O veterano saxofonista finlandês Harri Sjöström se uniu em duo ao violoncelista português Guilherme Rodrigues para esta sessão realizada há pouco mais de um ano, em novembro de 2018. Sjöström, com umas quatro décadas de história na música improvisada, na qual se destacam diferentes gravações que fez com Cecil Taylor, vive na Alemanha há bastante tempo e foi lá que formou esta parceria com Rodrigues. A dupla criou um total de 20 peças, a maioria bem curta, entre 1 e 3 minutos, para compor este The Treasures Are. A música é improvisação livre do mais alto nível, com precisão, inventividade e técnicas apuradas gestando uma sonoridade desafiadora aos sentidos e de grande apelo expressivo.
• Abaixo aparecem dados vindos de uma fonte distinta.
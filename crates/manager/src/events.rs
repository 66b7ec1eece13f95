//! Lifecycle event payloads and the in-process bus.
//!
//! Fan-out is synchronous, listeners run in registration order, and a
//! panicking listener never aborts the emitting run.

use std::panic::{catch_unwind, AssertUnwindSafe};
use std::sync::RwLock;

use serde::Serialize;

// ── Event payloads ───────────────────────────────────────────────────

/// Everything the control plane announces about a task's life.
#[derive(Debug, Clone, Serialize)]
#[serde(tag = "event", rename_all = "snake_case")]
pub enum LifecycleEvent {
    TaskScheduled { task_id: String, name: String },
    TaskUpdated { task_id: String },
    TaskDeleted { task_id: String },
    TaskTriggered { task_id: String, trigger: &'static str },
    DataFetched { task_id: String, raw_count: usize },
    DataTransformed { task_id: String, record_count: usize },
    DataProcessed { task_id: String, delivered: usize, message: String },
    TaskCompleted { task_id: String, items_processed: u64, duration_ms: u64 },
    TaskFailed { task_id: String, code: u16, error: String },
}

impl LifecycleEvent {
    pub fn task_id(&self) -> &str {
        match self {
            Self::TaskScheduled { task_id, .. }
            | Self::TaskUpdated { task_id }
            | Self::TaskDeleted { task_id }
            | Self::TaskTriggered { task_id, .. }
            | Self::DataFetched { task_id, .. }
            | Self::DataTransformed { task_id, .. }
            | Self::DataProcessed { task_id, .. }
            | Self::TaskCompleted { task_id, .. }
            | Self::TaskFailed { task_id, .. } => task_id,
        }
    }

    pub fn name(&self) -> &'static str {
        match self {
            Self::TaskScheduled { .. } => "task_scheduled",
            Self::TaskUpdated { .. } => "task_updated",
            Self::TaskDeleted { .. } => "task_deleted",
            Self::TaskTriggered { .. } => "task_triggered",
            Self::DataFetched { .. } => "data_fetched",
            Self::DataTransformed { .. } => "data_transformed",
            Self::DataProcessed { .. } => "data_processed",
            Self::TaskCompleted { .. } => "task_completed",
            Self::TaskFailed { .. } => "task_failed",
        }
    }
}

// ── Bus ──────────────────────────────────────────────────────────────

type Listener = Box<dyn Fn(&LifecycleEvent) + Send + Sync>;

/// Synchronous in-process pub/sub. Append-only from the manager's side.
#[derive(Default)]
pub struct EventBus {
    listeners: RwLock<Vec<Listener>>,
}

impl EventBus {
    pub fn new() -> Self {
        Self::default()
    }

    pub fn subscribe<F>(&self, listener: F)
    where
        F: Fn(&LifecycleEvent) + Send + Sync + 'static,
    {
        self.listeners.write().unwrap().push(Box::new(listener));
    }

    /// Deliver to every listener in registration order. Panics are logged
    /// and swallowed.
    pub fn emit(&self, event: LifecycleEvent) {
        tracing::debug!(
            event = event.name(),
            task_id = %event.task_id(),
            "lifecycle event"
        );
        let listeners = self.listeners.read().unwrap();
        for listener in listeners.iter() {
            if catch_unwind(AssertUnwindSafe(|| listener(&event))).is_err() {
                tracing::warn!(
                    event = event.name(),
                    task_id = %event.task_id(),
                    "event listener panicked"
                );
            }
        }
    }
}

// ── Tests ────────────────────────────────────────────────────────────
Focado na família mais aguda dos saxes – toca aqui soprano e sopranino –, Sjöström trava verdadeiras batalhas com Rodrigues, mas sempre em uma disputa que visa a unicidade e, daí, o surgimento de temas de complexidade elevada, mas atraentes à escuta. Há peças em que a voz mais enérgica e cortante do duo sobressai, como III e X; e há outras em que temos a oportunidade de vê-los em voltagem mais relaxada, como em VI e XIII. Dentre as várias pequenas peças que nos levam de um extremo a outro, há o tema central, XI, que traz quase oito minutos e funciona bem como uma maneira de vermos o diálogo do duo se desenvolvendo de forma mais ampla e variada. De uma possibilidade expressiva a outra, a multiplicidade de ideias de dois músicos em sintonia perfeita.
Fabricio Vieira (FreeForm, FreeJazz)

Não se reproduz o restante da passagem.